Мимо скотного, мельницы, кузницы. Борис шел к раскинувшемуся на полугорье парку. Парк цвел липой. В аллее его нагнал Александр. Они шли на «Монплезир», березовую опушку, кончавшуюся оврагом. В детстве овраг казался грандиозным. Теперь он был маленьким и смешным.

— Как странно, когда-то любил «Уварово». А теперь, Гаврил, тройка, Петр Петрович, все как чужое. Понял, что прелесть лип растет на мужицкой крови.

Отстранясь от веток, Борис сказал:

— Конечно, помещики сидят на крови. Но Петр Петрович, как таковой, не при чем. Виновата история. Не с Петром же Петровичем воевать?

Оба перепрыгнули через канаву. Шли молча. А когда, обогнув парк, подходили к дому, Петр Петрович в ярко-желтом халате махал им с балкона:

— Чай пить, орлы!

5.

Петр Петрович был похож на цыгана, с угольными, тонкими усами. Особенностью его было, то, что всегда он был в хорошем расположении духа, благодаря собственной философии.

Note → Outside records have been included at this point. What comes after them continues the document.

//! Cell state type for the forest grid.

use std::fmt;

use crate::error::UnknownCellState;

/// Discriminant values are the bytes handed to the presentation layer
/// (`Universe::cells_ptr`), do not reorder.
#[repr(u8)]
#[derive(Clone, Copy, PartialEq, Eq, Hash, Debug, Default)]
pub enum CellState {
    #[default]
    Empty = 0,
    Tree = 1,
    Burning = 2,
}

impl CellState {
    /// All valid states, in discriminant order.
    pub const ALL: [CellState; 3] = [CellState::Empty, CellState::Tree, CellState::Burning];

    #[must_use]
    pub fn is_burning(self) -> bool {
        self == Self::Burning
    }
}

impl fmt::Display for CellState {
    fn fmt(&self, f: &mut fmt::Formatter<'_>) -> fmt::Result {
        match self {
            Self::Empty => write!(f, "Empty"),
            Self::Tree => write!(f, "Tree"),
            Self::Burning => write!(f, "Burning"),
        }
    }
}

impl TryFrom<u8> for CellState {
    type Error = UnknownCellState;

    fn try_from(value: u8) -> Result<Self, Self::Error> {
        match value {
            0 => Ok(Self::Empty),
            1 => Ok(Self::Tree),
            2 => Ok(Self::Burning),
            _ => Err(UnknownCellState(value)),
        }
    }
}

impl From<CellState> for u8 {
    fn from(state: CellState) -> Self {
        state as u8
    }
}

— Вчера наболтался с вами, так во сне такую чертовщину увидел, прямо простите за выражение! Вижу себя студентом и валяюсь, представьте, на постели с квартирной хозяйкой, чего отроду не было! До полного неприличия дошел на старости лет. В конюшне были уже? Видали англичанина? Красавец? А? — причмокнул губой Петр Петрович. — Еле у ремонтеров отбил, чистопородный, высших кровей, на любой барьер идет, — осенью вот поеду с борзыми, зайцев у меня тьма тьмущая.

Петр Петрович, смеясь, взглянул на Александра.

— Писали мне про тебя, Александр, что ты за книгами всю задницу отсидел. Никчемушнее дело, брось, — захохотал Петр Петрович.

После чая, когда вошли в коровник, с соломы метнулись, заскользив по деревянному полу, два блан-жевых мордастых бычка.

— Смотрите, а? хороши? Копенгагенский фарфор! ножки то, а? а подгрудочек то? — Петр Петрович поймал вырывавшегося бычка и, обхватив рукой, схватил за подгрудок.

6.

Тихо шла жизнь «Уварова». По утрам подводил к крыльцу Гаврил верхового. Дожидаясь Петра Петровича, англичанин прял ушами, бия в землю ногой. Петр Петрович выходил в русской рубашке с ременным пояском в надписях «Кавказ», в мягких безкаблучных сапогах и, несмотря на комплекцию, садился в седло, как семнадцатилетний. Англичанин давал два прыжка. Но, чувствуя крепкие шенкеля, начинал курц-галоп с левой ноги. Мимо фруктового сада, свинарника, прошумев по горбылевому мосту, легко несся, выкидывая точеные ноги. А широкая рубашка Петра Петровича дулась ветром. И была в этой раздуваемой рубашке большая тишина жизни.